Jusqu’au XXIe siècle, l’autoédition était réservée aux plus privilégiés : il s’agissait principalement de publier à compte d’auteur, c’est-à-dire dans une maison d’édition, mais en payant de sa poche l’ensemble des frais. Grâce à Internet, il est désormais bien plus accessible et rapide de s’éditer sans passer par les professionnels du livre. Soit en finançant les coûts de production de l’objet-livre par une campagne de financement participatif (crowdfunding), soit en s’autoéditant au format numérique sur les plateformes dédiées comme Kobo Writing Life. D’après l’Observatoire du dépôt légal, 20 % des livres ayant fait l’objet d’un dépôt légal en 2016 étaient autoédités, contre 10 % en 2010.
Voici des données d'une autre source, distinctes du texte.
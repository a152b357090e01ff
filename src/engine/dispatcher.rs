use std::sync::Arc;

use anyhow::Result;
use async_trait::async_trait;
use futures_util::future::{BoxFuture, join_all};
use uuid::Uuid;

use crate::engine::planner::Plan;
use crate::engine::queue::WorkQueue;
use crate::engine::runtime::TaskRuntime;
use crate::engine::types::TaskOutcome;

/// Executes a plan and joins the leaf outcomes.
///
/// Both implementations must yield identical observable outcomes: the same
/// terminal status on every affected record, the same results, the same
/// captured error metadata. Only the execution venue differs.
#[async_trait]
pub trait Dispatcher: Send + Sync {
    async fn execute(&self, plan: &Plan) -> Result<Vec<TaskOutcome>>;
}

/// How one leaf gets executed; the single point where eager and queued
/// dispatch differ.
#[async_trait]
trait LeafRunner: Sync {
    async fn run_leaf(&self, id: Uuid, prev: Option<serde_json::Value>) -> Result<TaskOutcome>;
}

/// Result of executing one plan subtree.
struct Exec {
    outcomes: Vec<TaskOutcome>,
    /// Value handed to the next chain sibling.
    last: Option<serde_json::Value>,
    failed: bool,
}

impl Exec {
    fn empty() -> Self {
        Self {
            outcomes: Vec::new(),
            last: None,
            failed: false,
        }
    }
}

/// Walk a plan. Chains run in order, thread the previous result into the
/// next leaf and halt on the first failure. Groups run all children
/// concurrently and never cancel siblings; the group's failure surfaces
/// only once every child has terminated.
fn walk<'a>(
    plan: &'a Plan,
    prev: Option<serde_json::Value>,
    runner: &'a dyn LeafRunner,
) -> BoxFuture<'a, Result<Exec>> {
    Box::pin(async move {
        match plan {
            Plan::Leaf(id) => {
                let outcome = runner.run_leaf(*id, prev).await?;
                Ok(Exec {
                    failed: outcome.is_failure(),
                    last: outcome.result.clone(),
                    outcomes: vec![outcome],
                })
            }

            Plan::Chain(children) => {
                let mut exec = Exec::empty();
                let mut prev = prev;
                for child in children {
                    let child_exec = walk(child, prev, runner).await?;
                    prev = child_exec.last.clone();
                    exec.last = child_exec.last;
                    exec.failed = child_exec.failed;
                    exec.outcomes.extend(child_exec.outcomes);
                    if exec.failed {
                        break;
                    }
                }
                Ok(exec)
            }

            Plan::Group(children) => {
                let runs = children
                    .iter()
                    .map(|child| walk(child, prev.clone(), runner));
                let results = join_all(runs).await;

                let mut exec = Exec::empty();
                let mut lasts = Vec::new();
                for child_exec in results {
                    let child_exec = child_exec?;
                    exec.failed |= child_exec.failed;
                    lasts.push(child_exec.last.unwrap_or(serde_json::Value::Null));
                    exec.outcomes.extend(child_exec.outcomes);
                }
                exec.last = Some(serde_json::Value::Array(lasts));
                Ok(exec)
            }
        }
    })
}

/// Runs every leaf inline in the calling context. Used by tests and by
/// nested sub-plans spawned from inside a worker.
pub struct EagerDispatcher {
    runtime: TaskRuntime,
}

impl EagerDispatcher {
    pub fn new(runtime: TaskRuntime) -> Self {
        Self { runtime }
    }

    /// Execute with an initial chained result, used when resuming a chain
    /// whose earlier leaves already completed.
    pub async fn execute_seeded(
        &self,
        plan: &Plan,
        seed: Option<serde_json::Value>,
    ) -> Result<Vec<TaskOutcome>> {
        let exec = walk(plan, seed, self).await?;
        Ok(exec.outcomes)
    }
}

#[async_trait]
impl LeafRunner for EagerDispatcher {
    async fn run_leaf(&self, id: Uuid, prev: Option<serde_json::Value>) -> Result<TaskOutcome> {
        self.runtime.execute(id, prev).await
    }
}

#[async_trait]
impl Dispatcher for EagerDispatcher {
    async fn execute(&self, plan: &Plan) -> Result<Vec<TaskOutcome>> {
        let exec = walk(plan, None, self).await?;
        Ok(exec.outcomes)
    }
}

/// Submits leaves to the work queue; the pool is chosen by the handler's
/// queue hint. Only the task id and the chained previous result cross the
/// queue — the implementation is re-resolved by name on the worker side.
pub struct QueuedDispatcher {
    queue: Arc<WorkQueue>,
    runtime: TaskRuntime,
}

impl QueuedDispatcher {
    pub fn new(queue: Arc<WorkQueue>, runtime: TaskRuntime) -> Self {
        Self { queue, runtime }
    }
}

#[async_trait]
impl LeafRunner for QueuedDispatcher {
    async fn run_leaf(&self, id: Uuid, prev: Option<serde_json::Value>) -> Result<TaskOutcome> {
        let record = self.runtime.store().get_task(id).await?;
        let pool = self
            .runtime
            .registry()
            .resolve(&record.name)
            .map(|h| h.queue().to_string())
            .unwrap_or_else(|_| "default".to_string());
        self.queue.submit(&pool, id, prev).await
    }
}

#[async_trait]
impl Dispatcher for QueuedDispatcher {
    async fn execute(&self, plan: &Plan) -> Result<Vec<TaskOutcome>> {
        let exec = walk(plan, None, self).await?;
        Ok(exec.outcomes)
    }
}
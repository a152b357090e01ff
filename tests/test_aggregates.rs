//! Tests for the derived status/progress/undone aggregates.

use std::sync::Arc;

use arkflow::engine::aggregate;
use arkflow::engine::types::TaskStatus;
use arkflow::records::memory::MemoryRecordStore;
use arkflow::{RecordStore, StepRecord, TaskRecord};
use uuid::Uuid;

fn store() -> Arc<dyn RecordStore> {
    Arc::new(MemoryRecordStore::new())
}

async fn step_with_tasks(
    store: &Arc<dyn RecordStore>,
    statuses: &[TaskStatus],
) -> (StepRecord, Vec<TaskRecord>) {
    let step = StepRecord::new("step", "tester");
    store.create_step(&step).await.unwrap();

    let mut tasks = Vec::new();
    for (pos, status) in statuses.iter().enumerate() {
        let task = TaskRecord::new("t", serde_json::json!({})).in_step(step.id, pos as i32);
        store.create_task(&task).await.unwrap();
        store.set_task_status(task.id, *status).await.unwrap();
        tasks.push(task);
    }
    (step, tasks)
}

// --- Step status ---

#[tokio::test]
async fn empty_step_is_success() {
    let store = store();
    let step = StepRecord::new("empty", "tester");
    store.create_step(&step).await.unwrap();

    let status = aggregate::step_status(store.as_ref(), &step).await.unwrap();
    assert_eq!(status, TaskStatus::Success);
    let progress = aggregate::step_progress(store.as_ref(), &step).await.unwrap();
    assert_eq!(progress, 100);
}

#[tokio::test]
async fn failure_takes_precedence() {
    let store = store();
    let (step, _) = step_with_tasks(
        &store,
        &[TaskStatus::Success, TaskStatus::Started, TaskStatus::Failure],
    )
    .await;

    let status = aggregate::step_status(store.as_ref(), &step).await.unwrap();
    assert_eq!(status, TaskStatus::Failure);
}

#[tokio::test]
async fn started_beats_pending_beats_success() {
    let store = store();
    let (step, _) = step_with_tasks(&store, &[TaskStatus::Success, TaskStatus::Pending]).await;
    let status = aggregate::step_status(store.as_ref(), &step).await.unwrap();
    assert_eq!(status, TaskStatus::Pending);

    let (step, _) = step_with_tasks(
        &store,
        &[TaskStatus::Success, TaskStatus::Pending, TaskStatus::Started],
    )
    .await;
    let status = aggregate::step_status(store.as_ref(), &step).await.unwrap();
    assert_eq!(status, TaskStatus::Started);

    let (step, _) = step_with_tasks(&store, &[TaskStatus::Success, TaskStatus::Success]).await;
    let status = aggregate::step_status(store.as_ref(), &step).await.unwrap();
    assert_eq!(status, TaskStatus::Success);
}

#[tokio::test]
async fn child_step_status_is_recursive() {
    let store = store();
    let root = StepRecord::new("root", "tester");
    store.create_step(&root).await.unwrap();
    let child = StepRecord::new("child", "tester").under(root.id, 0);
    store.create_step(&child).await.unwrap();

    let task = TaskRecord::new("t", serde_json::json!({})).in_step(child.id, 0);
    store.create_task(&task).await.unwrap();
    store
        .set_task_status(task.id, TaskStatus::Failure)
        .await
        .unwrap();

    let status = aggregate::step_status(store.as_ref(), &root).await.unwrap();
    assert_eq!(status, TaskStatus::Failure);
}

// --- Task status redirection ---

#[tokio::test]
async fn undone_task_reads_as_pending_until_retried() {
    let store = store();
    let (_, tasks) = step_with_tasks(&store, &[TaskStatus::Success]).await;
    let original = &tasks[0];

    store
        .create_undo_task(original.id, Uuid::new_v4())
        .await
        .unwrap();
    let reloaded = store.get_task(original.id).await.unwrap();
    let status = aggregate::task_status(store.as_ref(), &reloaded)
        .await
        .unwrap();
    assert_eq!(status, TaskStatus::Pending);

    let retry = store
        .create_retry_task(original.id, Uuid::new_v4())
        .await
        .unwrap();
    store
        .set_task_status(retry.id, TaskStatus::Success)
        .await
        .unwrap();

    let reloaded = store.get_task(original.id).await.unwrap();
    let status = aggregate::task_status(store.as_ref(), &reloaded)
        .await
        .unwrap();
    assert_eq!(status, TaskStatus::Success);
}

#[tokio::test]
async fn failed_child_surfaces_through_unstamped_parent() {
    let store = store();
    let parent = TaskRecord::new("parent", serde_json::json!({}));
    store.create_task(&parent).await.unwrap();
    store
        .set_task_status(parent.id, TaskStatus::Started)
        .await
        .unwrap();

    let child = TaskRecord::new("child", serde_json::json!({})).child_of(parent.id, 0);
    store.create_task(&child).await.unwrap();
    store
        .set_task_status(child.id, TaskStatus::Failure)
        .await
        .unwrap();

    let reloaded = store.get_task(parent.id).await.unwrap();
    let status = aggregate::task_status(store.as_ref(), &reloaded)
        .await
        .unwrap();
    assert_eq!(status, TaskStatus::Failure);
}

// --- Progress ---

#[tokio::test]
async fn step_progress_averages_children() {
    let store = store();
    let (step, tasks) = step_with_tasks(&store, &[TaskStatus::Started, TaskStatus::Success]).await;
    store.set_task_progress(tasks[0].id, 50).await.unwrap();
    store.set_task_progress(tasks[1].id, 100).await.unwrap();

    let progress = aggregate::step_progress(store.as_ref(), &step).await.unwrap();
    assert_eq!(progress, 75);
}

#[tokio::test]
async fn undone_task_counts_but_contributes_nothing() {
    let store = store();
    let (step, tasks) = step_with_tasks(&store, &[TaskStatus::Success, TaskStatus::Success]).await;
    store.set_task_progress(tasks[0].id, 100).await.unwrap();
    store.set_task_progress(tasks[1].id, 100).await.unwrap();

    store
        .create_undo_task(tasks[1].id, Uuid::new_v4())
        .await
        .unwrap();

    // Denominator stays 2; the undone task's progress is ignored.
    let progress = aggregate::step_progress(store.as_ref(), &step).await.unwrap();
    assert_eq!(progress, 50);
}

// --- Undone flag and times ---

#[tokio::test]
async fn step_undone_tracks_unretried_undos() {
    let store = store();
    let (step, tasks) = step_with_tasks(&store, &[TaskStatus::Success]).await;

    assert!(!aggregate::step_undone(store.as_ref(), &step).await.unwrap());

    store
        .create_undo_task(tasks[0].id, Uuid::new_v4())
        .await
        .unwrap();
    assert!(aggregate::step_undone(store.as_ref(), &step).await.unwrap());

    store
        .create_retry_task(tasks[0].id, Uuid::new_v4())
        .await
        .unwrap();
    assert!(!aggregate::step_undone(store.as_ref(), &step).await.unwrap());
}

#[tokio::test]
async fn step_times_come_from_first_task() {
    let store = store();
    let (step, tasks) = step_with_tasks(&store, &[TaskStatus::Success, TaskStatus::Success]).await;

    let started = chrono::Utc::now();
    store
        .set_task_time_started(tasks[0].id, Some(started))
        .await
        .unwrap();

    let time = aggregate::step_time_started(store.as_ref(), &step)
        .await
        .unwrap();
    assert_eq!(time, Some(started));

    assert!(
        aggregate::step_time_done(store.as_ref(), &step)
            .await
            .unwrap()
            .is_none()
    );
}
Selon Mobilis, les écrivain·e·s ont une chance sur 6 000 d’être publié·e·s par les éditeurs classiques, qui écartent chaque année 50 000 romans : il n’est pas étonnant qu’ils partent en quête d’alternatives. C’est pour cette raison que Léo Osmu, jeune auteur·rice de science-fiction, a fait le choix de l’autoédition pour Escale, son premier roman. « Cette idée qu’il puisse exister publiquement, sans avoir à le défendre et à passer par les épreuves de l’édition traditionnelle, était très plaisante. »

Escale, de Léo Osmu. Le livre est disponible à l’Atelier, au Monte en l’Air et au Genre Urbain dans le 20e à Paris.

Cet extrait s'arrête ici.